_Work request_
Going line by line through the data below, how many lines contain the word "password"? Give only the number.

::::

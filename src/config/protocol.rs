//! One validator per adapter kind. Each turns an entry into its factory or
//! the first problem found with it.

use crate::config::value::{
    identifier, optional_bool, required_delay, required_port, required_str,
    required_string_or_int,
};
use crate::config::ConfigurationParserError;
use crate::proxy::direct::DirectAdapterFactory;
use crate::proxy::http::{HttpAdapterFactory, HttpAuthentication};
use crate::proxy::reject::RejectAdapterFactory;
use crate::proxy::shadowsocks::{ShadowsocksAdapterFactory, StreamObfuscater};
use crate::proxy::socks5::Socks5AdapterFactory;
use crate::proxy::speed::{SpeedAdapterFactory, SpeedMember};
use crate::proxy::{AdapterFactory, ProtocolType};
use serde_yaml::Value;
use std::collections::HashMap;
use std::str::FromStr;
use std::sync::Arc;

type Result<T> = std::result::Result<T, ConfigurationParserError>;

/// The adapter kinds an entry may declare. Matching is case-insensitive.
#[derive(Clone, Copy, Debug, PartialEq, Eq)]
pub enum AdapterKind {
    Http,
    SecureHttp,
    Socks5,
    Shadowsocks,
    Speed,
    Reject,
}

impl FromStr for AdapterKind {
    type Err = ConfigurationParserError;

    fn from_str(s: &str) -> Result<Self> {
        let kind = match s.to_lowercase().as_str() {
            "http" => AdapterKind::Http,
            "shttp" => AdapterKind::SecureHttp,
            "socks5" => AdapterKind::Socks5,
            "shadowsocks" => AdapterKind::Shadowsocks,
            "speed" => AdapterKind::Speed,
            "reject" => AdapterKind::Reject,
            _ => return Err(ConfigurationParserError::AdapterTypeUnknown(s.to_owned())),
        };
        Ok(kind)
    }
}

impl From<AdapterKind> for ProtocolType {
    fn from(kind: AdapterKind) -> Self {
        match kind {
            AdapterKind::Http => ProtocolType::Http,
            AdapterKind::SecureHttp => ProtocolType::SecureHttp,
            AdapterKind::Socks5 => ProtocolType::Socks5,
            AdapterKind::Shadowsocks => ProtocolType::Shadowsocks,
            AdapterKind::Speed => ProtocolType::Speed,
            AdapterKind::Reject => ProtocolType::Reject,
        }
    }
}

pub(super) fn parse_direct() -> AdapterFactory {
    DirectAdapterFactory::new().into()
}

fn parse_http_auth(entry: &Value) -> Result<Option<HttpAuthentication>> {
    if !optional_bool(entry, "auth", "Auth", false)? {
        return Ok(None);
    }
    let username = required_string_or_int(entry, "username", "Username")?;
    let password = required_string_or_int(entry, "password", "Password")?;
    Ok(Some(HttpAuthentication::new(username, password)))
}

pub(super) fn parse_http(entry: &Value) -> Result<AdapterFactory> {
    let host = required_str(entry, "host", "Host")?;
    let port = required_port(entry, "port", "Port")?;
    let auth = parse_http_auth(entry)?;
    Ok(AdapterFactory::Http(HttpAdapterFactory::new(host, port, auth)))
}

pub(super) fn parse_secure_http(entry: &Value) -> Result<AdapterFactory> {
    let host = required_str(entry, "host", "Host")?;
    let port = required_port(entry, "port", "Port")?;
    let auth = parse_http_auth(entry)?;
    Ok(AdapterFactory::SecureHttp(HttpAdapterFactory::new_secured(
        host, port, auth,
    )))
}

pub(super) fn parse_socks5(entry: &Value) -> Result<AdapterFactory> {
    let host = required_str(entry, "host", "Host")?;
    let port = required_port(entry, "port", "Port")?;
    Ok(Socks5AdapterFactory::new(host, port).into())
}

pub(super) fn parse_shadowsocks(entry: &Value) -> Result<AdapterFactory> {
    let host = required_str(entry, "host", "Host")?;
    let port = required_port(entry, "port", "Port")?;
    let method = required_str(entry, "method", "Encryption method")?;
    let password = required_string_or_int(entry, "password", "Password")?;
    let ota = optional_bool(entry, "ota", "One time auth", false)?;
    let factory = ShadowsocksAdapterFactory::new_from_config(
        host,
        port,
        &method,
        &password,
        StreamObfuscater::from_ota(ota),
    )?;
    Ok(factory.into())
}

/// `registered` is the registry as it stands before this entry; every member
/// must name an id already in it.
pub(super) fn parse_speed(
    entry: &Value,
    registered: &HashMap<String, Arc<AdapterFactory>>,
) -> Result<AdapterFactory> {
    let adapters = match entry.get("adapters") {
        Some(Value::Sequence(adapters)) => adapters,
        _ => {
            return Err(ConfigurationParserError::AdapterParsingError(
                "Speed adapter should specify a list of adapters (adapters).".to_string(),
            ))
        }
    };
    let mut members = Vec::with_capacity(adapters.len());
    for member in adapters {
        let id = match member.get("id") {
            None | Some(Value::Null) => {
                return Err(ConfigurationParserError::AdapterParsingError(
                    "Adapter id (id) is required.".to_string(),
                ))
            }
            Some(_) => identifier(member).ok_or_else(|| {
                ConfigurationParserError::AdapterParsingError(
                    "Adapter id (id) should be a string.".to_string(),
                )
            })?,
        };
        let delay = required_delay(member, "delay", "Delay")?;
        let factory = registered.get(&id).ok_or_else(|| {
            ConfigurationParserError::AdapterParsingError(format!(
                "Unknown adapter id {} in speed adapter.",
                id
            ))
        })?;
        members.push(SpeedMember::new(factory.clone(), delay));
    }
    Ok(SpeedAdapterFactory::new(members).into())
}

pub(super) fn parse_reject(entry: &Value) -> Result<AdapterFactory> {
    let delay = required_delay(entry, "delay", "Delay")?;
    Ok(RejectAdapterFactory::new(delay).into())
}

::::

_Written reply_
4